Most of my earliest memories were made on Fort Ord, which was cheek-by-jowl against Monterey, California, and you were never too far from the sound and scent of the ocean there. Ever since, I’ve never felt totally right when I’m too far inland—I’ve got to be near a coast, at least able to drive out and see it if I have a day off. It isn’t the same as watching the sun set, red and gold, in the Pacific, sitting on one of those big, ragged rocks on the coast of Monterey Bay, while the salt wind whips against your face; but I’ll take what I can get.
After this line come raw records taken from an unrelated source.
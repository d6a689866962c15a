use serde::Serialize;
use std::sync::Arc;

use tiny_http::{Header, Method, Request, Response, StatusCode};

use crate::core::clock::utc_ns_now;
use crate::scheduler::{CaptureScheduler, SourceStatus};

#[derive(Serialize)]
pub struct StatusResponse {
    pub running: bool,
    pub ticks: u64,
    pub in_flight: usize,
    pub sources: Vec<SourceStatus>,
    pub timestamp_ms: u64,
}

pub fn handle_status_request(req: Request, scheduler: Arc<CaptureScheduler>) {
    if req.method() != &Method::Get {
        let _ = req.respond(Response::empty(StatusCode(405)));
        return;
    }

    let status = build_status(&scheduler);
    let body = serde_json::to_string(&status).unwrap_or_else(|_| "{}".to_string());
    let mut response = Response::from_string(body).with_status_code(StatusCode(200));
    if let Ok(header) = Header::from_bytes("Content-Type", "application/json") {
        response = response.with_header(header);
    }
    let _ = req.respond(response);
}

pub fn build_status(scheduler: &CaptureScheduler) -> StatusResponse {
    StatusResponse {
        running: scheduler.is_running(),
        ticks: scheduler.ticks(),
        in_flight: scheduler.in_flight(),
        sources: scheduler.status(),
        timestamp_ms: utc_ns_now() / 1_000_000,
    }
}
// src/main.rs

use std::sync::Arc;
use std::sync::atomic::{AtomicBool, Ordering};
use std::thread;
use std::time::Duration;

use chrono::Local;
use crossbeam::channel;
use log::{error, info, warn};

use framelift::api;
use framelift::capture::{CycleContext, DateTreeRetention, FfmpegFetcher, LocalStore};
use framelift::config::{self, Config};
use framelift::core::SystemClock;
use framelift::discovery;
use framelift::registry::{MemoryRegistry, StaticCredentials};
use framelift::relay::FtpRelay;
use framelift::scheduler::{CaptureScheduler, SchedulerConfig};

fn main() -> anyhow::Result<()> {
    env_logger::Builder::from_env(env_logger::Env::default().default_filter_or("info"))
        .format_timestamp_millis()
        .init();

    let mut args = std::env::args().skip(1);
    let first = args.next();

    if first.as_deref() == Some("discover") {
        let secs = args.next().and_then(|s| s.parse().ok()).unwrap_or(10);
        return run_discovery(Duration::from_secs(secs));
    }

    // ------------------------------------------------------------
    // Config
    // ------------------------------------------------------------
    let cfg_path = first.unwrap_or_else(|| "framelift.toml".into());
    let cfg: Config = config::load(&cfg_path)?;
    info!(
        "[framelift] loaded {} ({} sources, relay {})",
        cfg_path,
        cfg.sources.len(),
        if cfg.relay.is_some() { "on" } else { "off" }
    );

    // ------------------------------------------------------------
    // Graceful shutdown
    // ------------------------------------------------------------
    let running = Arc::new(AtomicBool::new(true));
    {
        let r = running.clone();
        ctrlc::set_handler(move || {
            info!("[framelift] shutdown requested");
            r.store(false, Ordering::SeqCst);
        })?;
    }

    // ------------------------------------------------------------
    // Scheduler
    // ------------------------------------------------------------
    let scheduler = Arc::new(build_scheduler(&cfg)?);

    start_api(&cfg, scheduler.clone())?;
    start_retention(&cfg, running.clone())?;

    if cfg.capture.autostart {
        scheduler.start()?;
    } else {
        info!("[framelift] autostart off, waiting for control request");
    }

    info!("[framelift] running – Ctrl+C to stop");
    while running.load(Ordering::Relaxed) {
        thread::sleep(Duration::from_millis(100));
    }

    // ------------------------------------------------------------
    // Shutdown
    // ------------------------------------------------------------
    info!("[framelift] shutting down…");
    scheduler.shutdown();
    info!("[framelift] shutdown complete");

    Ok(())
}

fn build_scheduler(cfg: &Config) -> anyhow::Result<CaptureScheduler> {
    let registry = Arc::new(MemoryRegistry::with_sources(cfg.sources.iter().cloned()));

    let ctx = CycleContext {
        fetcher: Arc::new(FfmpegFetcher::new(
            &cfg.capture.ffmpeg,
            &cfg.capture.stream_path,
            cfg.capture.fetch_timeout(),
        )),
        store: LocalStore::new(cfg.capture.root_dir.clone()),
        relay: Arc::new(FtpRelay::new(cfg.relay_timeout())),
        credentials: Arc::new(StaticCredentials::new(cfg.relay_credentials())),
        clock: Arc::new(SystemClock),
    };

    CaptureScheduler::new(
        registry,
        ctx,
        SchedulerConfig {
            tick_interval: cfg.capture.tick_interval(),
            workers: cfg.capture.workers,
        },
    )
}

//
// ============================================================
// START_* HELPERS
// ============================================================
//

fn start_api(cfg: &Config, scheduler: Arc<CaptureScheduler>) -> anyhow::Result<()> {
    match &cfg.api {
        Some(api_cfg) if api_cfg.enabled => api::start_api_server(&api_cfg.bind, scheduler),
        _ => {
            info!("[framelift] api disabled");
            Ok(())
        }
    }
}

fn start_retention(cfg: &Config, running: Arc<AtomicBool>) -> anyhow::Result<()> {
    let Some(retention_cfg) = cfg.retention.clone() else {
        return Ok(());
    };
    let retention = DateTreeRetention::new(cfg.capture.root_dir.clone(), retention_cfg.days);
    let ticker = channel::tick(Duration::from_secs(retention_cfg.interval_secs.max(60)));

    thread::Builder::new()
        .name("retention".into())
        .spawn(move || {
            info!(
                "[retention] keeping {} days, sweep every {}s",
                retention_cfg.days, retention_cfg.interval_secs
            );
            loop {
                match retention.run(Local::now().date_naive()) {
                    Ok(removed) if !removed.is_empty() => {
                        info!("[retention] removed {} day directories", removed.len())
                    }
                    Ok(_) => {}
                    Err(e) => warn!("[retention] sweep failed: {}", e),
                }
                if ticker.recv().is_err() || !running.load(Ordering::Relaxed) {
                    break;
                }
            }
        })?;

    Ok(())
}

fn run_discovery(timeout: Duration) -> anyhow::Result<()> {
    let devices = match discovery::discover_onvif(timeout) {
        Ok(devices) => devices,
        Err(e) => {
            error!("[discovery] {:#}", e);
            return Err(e);
        }
    };

    if devices.is_empty() {
        println!("# no ONVIF devices found");
        return Ok(());
    }

    for (i, device) in devices.iter().enumerate() {
        println!("{}", discovery::source_snippet(i as u32 + 1, device));
    }
    println!("# {} device(s) discovered", devices.len());
    Ok(())
}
I kept telling myself last summer that I was going to make a trip to Rehoboth. Or some beach, anyway, and Rehoboth happens to be one of my favorites that’s within a day’s drive: it doesn’t have the trashiness and commercial hugeness of Ocean City, or the face-dissolving pollution of the Chesapeake (and the less said about the putrescent smell of Baltimore’s Inner Harbor the better, though I’m not above going there when I really want a fix of seaside). It’s a cozily built town, and you can find parking before you gnaw your own leg off from ennui. Fingers crossed to get out there some time this summer.

V.

Bacardi white rum sucks. I said it. I’m not sorry. Tastes like margarine. What doesn’t suck is Jameson and Grand Marnier over ice with a few dashes of Angostura bitters (kind of a poor man’s Manhattan, but without the vermouth because I didn’t feel like buying any, and without the twist of lemon because I was too lazy to cut a lemon).

✠     ✠     ✠

1Probably the silliest critique I’ve yet encountered was by a reviewer from the New York Times, who found it unbelievable that somebody would listen to the recordings made by the suicide victim slowly instead of all in one go, saying that ‘It makes no sense as anything but a plot device,’ because people only behave in one way, ever, and would never be reluctant or intimidated to hear a close friend’s explanation of why she killed herself.
2Melinda Selmys, Sexual Authenticity, p. 30.

2 comments:

  1. "[P]oor man's Manhattan," indeed! LOL The Grand Marnier is expensiver than vermouth. And where did the lemon twist come from? Manhattans require a cherry. ;)

    When I have rum, it's never white. I use Old Ipswich "Tavern Style" — local for me — or Rhum Barbancourt, preferably 8 yr. old, to support the Haitian economy.

    ReplyDelete
    Replies
    1. Come to think of it it always has been a cherry when I've gotten a Manhattan. I guess the recipe I looked up was wrong. Or a variant, I suppose.